[Collected data entries]
/// Request and response bodies for the `generateContent` endpoint
///
/// Only the fields this application reads or writes are modelled; serde
/// ignores the rest of the response.

use serde::{Deserialize, Serialize};

#[derive(Serialize, Debug, Clone, PartialEq)]
#[serde(rename_all = "camelCase")]
pub struct GenerateContentRequest {
    pub contents: Vec<Content>,
    pub generation_config: GenerationConfig,
}

#[derive(Serialize, Debug, Clone, PartialEq)]
#[serde(rename_all = "camelCase")]
pub struct GenerationConfig {
    pub response_modalities: Vec<String>,
}

#[derive(Serialize, Deserialize, Debug, Clone, Default, PartialEq)]
pub struct Content {
    #[serde(default, skip_serializing_if = "Option::is_none")]
    pub role: Option<String>,
    #[serde(default)]
    pub parts: Vec<Part>,
}

/// One part of a content block: text or inline binary data
#[derive(Serialize, Deserialize, Debug, Clone, Default, PartialEq)]
#[serde(rename_all = "camelCase")]
pub struct Part {
    #[serde(default, skip_serializing_if = "Option::is_none")]
    pub text: Option<String>,
    #[serde(default, skip_serializing_if = "Option::is_none")]
    pub inline_data: Option<InlineData>,
}

impl Part {
    pub fn text(text: impl Into<String>) -> Self {
        Self {
            text: Some(text.into()),
            ..Self::default()
        }
    }

    pub fn inline(mime_type: impl Into<String>, data: impl Into<String>) -> Self {
        Self {
            inline_data: Some(InlineData {
                mime_type: mime_type.into(),
                data: data.into(),
            }),
            ..Self::default()
        }
    }
}

#[derive(Serialize, Deserialize, Debug, Clone, PartialEq)]
#[serde(rename_all = "camelCase")]
pub struct InlineData {
    pub mime_type: String,
    /// Base64 payload
    pub data: String,
}

#[derive(Deserialize, Debug, Clone, Default, PartialEq)]
#[serde(rename_all = "camelCase")]
pub struct GenerateContentResponse {
    #[serde(default)]
    pub candidates: Vec<Candidate>,
    #[serde(default)]
    pub prompt_feedback: Option<PromptFeedback>,
}

#[derive(Deserialize, Debug, Clone, Default, PartialEq)]
#[serde(rename_all = "camelCase")]
pub struct Candidate {
    #[serde(default)]
    pub content: Option<Content>,
    #[serde(default)]
    pub finish_reason: Option<String>,
}

#[derive(Deserialize, Debug, Clone, Default, PartialEq)]
#[serde(rename_all = "camelCase")]
pub struct PromptFeedback {
    #[serde(default)]
    pub block_reason: Option<String>,
}

/// Error envelope returned with non-2xx statuses
#[derive(Deserialize, Debug, Clone, PartialEq)]
pub struct ApiErrorBody {
    pub error: ApiErrorDetail,
}

#[derive(Deserialize, Debug, Clone, PartialEq)]
pub struct ApiErrorDetail {
    #[serde(default)]
    pub message: String,
    #[serde(default)]
    pub status: Option<String>,
}

#[cfg(test)]
mod tests {
    use super::*;
    use serde_json::json;

    #[test]
    fn test_request_uses_camel_case_fields() {
        let request = GenerateContentRequest {
            contents: vec![Content {
                role: None,
                parts: vec![Part::inline("image/png", "AQID"), Part::text("Add plants")],
            }],
            generation_config: GenerationConfig {
                response_modalities: vec!["IMAGE".into(), "TEXT".into()],
            },
        };

        let value = serde_json::to_value(&request).unwrap();
        assert_eq!(
            value,
            json!({
                "contents": [{
                    "parts": [
                        { "inlineData": { "mimeType": "image/png", "data": "AQID" } },
                        { "text": "Add plants" }
                    ]
                }],
                "generationConfig": { "responseModalities": ["IMAGE", "TEXT"] }
            })
        );
    }

    #[test]
    fn test_response_parsing_ignores_unknown_fields() {
        let body = json!({
            "candidates": [{
                "content": {
                    "role": "model",
                    "parts": [
                        { "text": "Here is your edited image." },
                        { "inlineData": { "mimeType": "image/png", "data": "AQID" } }
                    ]
                },
                "finishReason": "STOP",
                "index": 0
            }],
            "usageMetadata": { "totalTokenCount": 1290 },
            "modelVersion": "gemini-2.5-flash-image-preview"
        });

        let response: GenerateContentResponse = serde_json::from_value(body).unwrap();
        assert_eq!(response.candidates.len(), 1);
        let candidate = &response.candidates[0];
        assert_eq!(candidate.finish_reason.as_deref(), Some("STOP"));
        let parts = &candidate.content.as_ref().unwrap().parts;
        assert_eq!(parts[0].text.as_deref(), Some("Here is your edited image."));
        assert_eq!(parts[1].inline_data.as_ref().unwrap().mime_type, "image/png");
    }

    #[test]
    fn test_blocked_response_has_no_candidates() {
        let body = json!({ "promptFeedback": { "blockReason": "SAFETY" } });
        let response: GenerateContentResponse = serde_json::from_value(body).unwrap();
        assert!(response.candidates.is_empty());
        assert_eq!(
            response.prompt_feedback.and_then(|f| f.block_reason).as_deref(),
            Some("SAFETY")
        );
    }

    #[test]
    fn test_api_error_body() {
        let body = json!({
            "error": { "code": 400, "message": "API key not valid.", "status": "INVALID_ARGUMENT" }
        });
        let parsed: ApiErrorBody = serde_json::from_value(body).unwrap();
        assert_eq!(parsed.error.status.as_deref(), Some("INVALID_ARGUMENT"));
        assert_eq!(parsed.error.message, "API key not valid.");
    }
}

## Activity
Show every line above in which the word "contents" appears.

## Response to the task
    pub contents: Vec<Content>,
            contents: vec![Content {
                "contents": [{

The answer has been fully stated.